Stored items:
= = = = =
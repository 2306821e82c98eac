/*!
 * Command-line interface for attrsnap
 */

use std::process;

use clap::{CommandFactory, Parser};

use attrsnap::config::{Args, Command, RestoreConfig, SaveConfig};
use attrsnap::error::EXIT_GENERIC;
use attrsnap::{interrupt, run};

fn main() {
    let args = Args::parse();

    if let Some(shell) = args.generate {
        let mut command = Args::command();
        let name = command.get_name().to_string();
        clap_complete::generate(shell, &mut command, name, &mut std::io::stdout());
        return;
    }

    let Some(command) = args.command else {
        eprintln!("You have to use either save or restore.\nRead the help.");
        process::exit(EXIT_GENERIC);
    };

    interrupt::install();

    let result = match command {
        Command::Save(save_args) => run::run_save(&SaveConfig::from_args(save_args)),
        Command::Restore(restore_args) => {
            run::run_restore(&RestoreConfig::from_args(restore_args))
        }
    };

    if let Err(err) = result {
        eprintln!("ERROR: {err}");
        process::exit(err.exit_code());
    }
}
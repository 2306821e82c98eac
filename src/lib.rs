/*!
 * attrsnap - Save and restore file attributes in a directory tree
 *
 * This library captures filesystem metadata (permissions, ownership,
 * timestamps, platform attribute flags) for every entry under a root into a
 * snapshot, and applies a snapshot back onto a tree. Exclusions use
 * gitignore-compatible pattern rules with traversal-time pruning.
 */

pub mod attrs;
pub mod config;
pub mod error;
pub mod interrupt;
pub mod pattern;
pub mod platform;
pub mod report;
pub mod run;
pub mod snapshot;
pub mod types;
pub mod walker;

#[cfg(test)]
mod tests;

// Re-export main components for easier access
pub use attrs::{apply, capture, ApplyOutcome, Field, RestoreOptions, SkipReason};
pub use config::{Args, Command, RestoreConfig, SaveConfig};
pub use error::{AttrSnapError, EntryError, Result};
pub use pattern::{PatternError, RuleSet};
pub use platform::{AttributeAccessor, FieldError, FsAccessor};
pub use report::{Reporter, RunSummary};
pub use run::{run_restore, run_save};
pub use snapshot::{Snapshot, SnapshotError, DEFAULT_SNAPSHOT_NAME};
pub use types::{AttrRecord, EntryKind, Flags, Owner, Timestamps, WalkEntry};
pub use walker::{WalkOptions, Walker};

/// Version of the library
pub const VERSION: &str = env!("CARGO_PKG_VERSION");
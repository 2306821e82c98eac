/*!
 * Snapshot persistence
 *
 * A snapshot is the ordered collection of attribute records for one tree,
 * together with the root it was taken from and whether paths were stored
 * relative to it. Serialized as pretty-printed JSON; absent fields stay
 * absent across a round-trip.
 */

use std::collections::HashSet;
use std::fs::File;
use std::io::{BufReader, BufWriter};
use std::path::{Path, PathBuf};

use serde::{Deserialize, Serialize};
use thiserror::Error;

use crate::types::AttrRecord;

/// File name used when no explicit snapshot path is given.
pub const DEFAULT_SNAPSHOT_NAME: &str = ".saved-file-attrs";

/// Errors around reading or writing the snapshot file. All of these are
/// fatal and map to the snapshot-related exit code.
#[derive(Error, Debug)]
pub enum SnapshotError {
    #[error("snapshot file \"{}\" not found", .0.display())]
    NotFound(PathBuf),

    #[error("snapshot path \"{}\" is a directory", .0.display())]
    IsDirectory(PathBuf),

    #[error("snapshot file \"{}\" is empty", .0.display())]
    Empty(PathBuf),

    #[error("snapshot file \"{}\" contains no records", .0.display())]
    NoRecords(PathBuf),

    #[error("snapshot file \"{}\" has duplicate entry \"{path}\"", .file.display())]
    DuplicatePath { file: PathBuf, path: String },

    #[error("cannot parse snapshot file \"{}\": {source}", .file.display())]
    Format {
        file: PathBuf,
        source: serde_json::Error,
    },

    #[error("cannot access snapshot file \"{}\": {source}", .file.display())]
    Io {
        file: PathBuf,
        source: std::io::Error,
    },
}

/// The persisted collection of attribute records for one tree.
#[derive(Debug, Clone, Serialize, Deserialize)]
pub struct Snapshot {
    /// Root the snapshot was taken from
    pub root_path: String,
    /// Whether record paths are stored relative to the root
    pub is_relative: bool,
    /// Records in traversal order
    pub records: Vec<AttrRecord>,

    #[serde(skip)]
    seen: HashSet<String>,
}

impl Snapshot {
    /// A fresh, empty snapshot for a save run.
    pub fn new(root_path: impl Into<String>, is_relative: bool) -> Self {
        Self {
            root_path: root_path.into(),
            is_relative,
            records: Vec::new(),
            seen: HashSet::new(),
        }
    }

    pub fn len(&self) -> usize {
        self.records.len()
    }

    pub fn is_empty(&self) -> bool {
        self.records.is_empty()
    }

    /// Appends a record. Returns `false` without inserting when a record for
    /// the same path already exists; paths are unique within a snapshot.
    pub fn push(&mut self, record: AttrRecord) -> bool {
        if !self.seen.insert(record.path.clone()) {
            return false;
        }
        self.records.push(record);
        true
    }

    /// Writes the snapshot to `path` as pretty-printed JSON.
    pub fn save(&self, path: &Path) -> Result<(), SnapshotError> {
        let file = File::create(path).map_err(|source| SnapshotError::Io {
            file: path.to_path_buf(),
            source,
        })?;
        serde_json::to_writer_pretty(BufWriter::new(file), self).map_err(|source| {
            SnapshotError::Format {
                file: path.to_path_buf(),
                source,
            }
        })
    }

    /// Reads a snapshot back from `path`, validating it is usable before
    /// anything is applied.
    pub fn load(path: &Path) -> Result<Self, SnapshotError> {
        let meta = std::fs::metadata(path).map_err(|source| {
            if source.kind() == std::io::ErrorKind::NotFound {
                SnapshotError::NotFound(path.to_path_buf())
            } else {
                SnapshotError::Io {
                    file: path.to_path_buf(),
                    source,
                }
            }
        })?;
        if meta.is_dir() {
            return Err(SnapshotError::IsDirectory(path.to_path_buf()));
        }
        if meta.len() == 0 {
            return Err(SnapshotError::Empty(path.to_path_buf()));
        }

        let file = File::open(path).map_err(|source| SnapshotError::Io {
            file: path.to_path_buf(),
            source,
        })?;
        let mut snapshot: Self = serde_json::from_reader(BufReader::new(file)).map_err(
            |source| SnapshotError::Format {
                file: path.to_path_buf(),
                source,
            },
        )?;

        if snapshot.records.is_empty() {
            return Err(SnapshotError::NoRecords(path.to_path_buf()));
        }

        snapshot.seen = HashSet::with_capacity(snapshot.records.len());
        for record in &snapshot.records {
            if !snapshot.seen.insert(record.path.clone()) {
                return Err(SnapshotError::DuplicatePath {
                    file: path.to_path_buf(),
                    path: record.path.clone(),
                });
            }
        }

        Ok(snapshot)
    }
}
= = = = =
» **Work to complete**
Check each line of the records above for "SaveConfig", and copy those that have it.

» **Exercise result**
use attrsnap::config::{Args, Command, RestoreConfig, SaveConfig};
        Command::Save(save_args) => run::run_save(&SaveConfig::from_args(save_args)),
pub use config::{Args, Command, RestoreConfig, SaveConfig};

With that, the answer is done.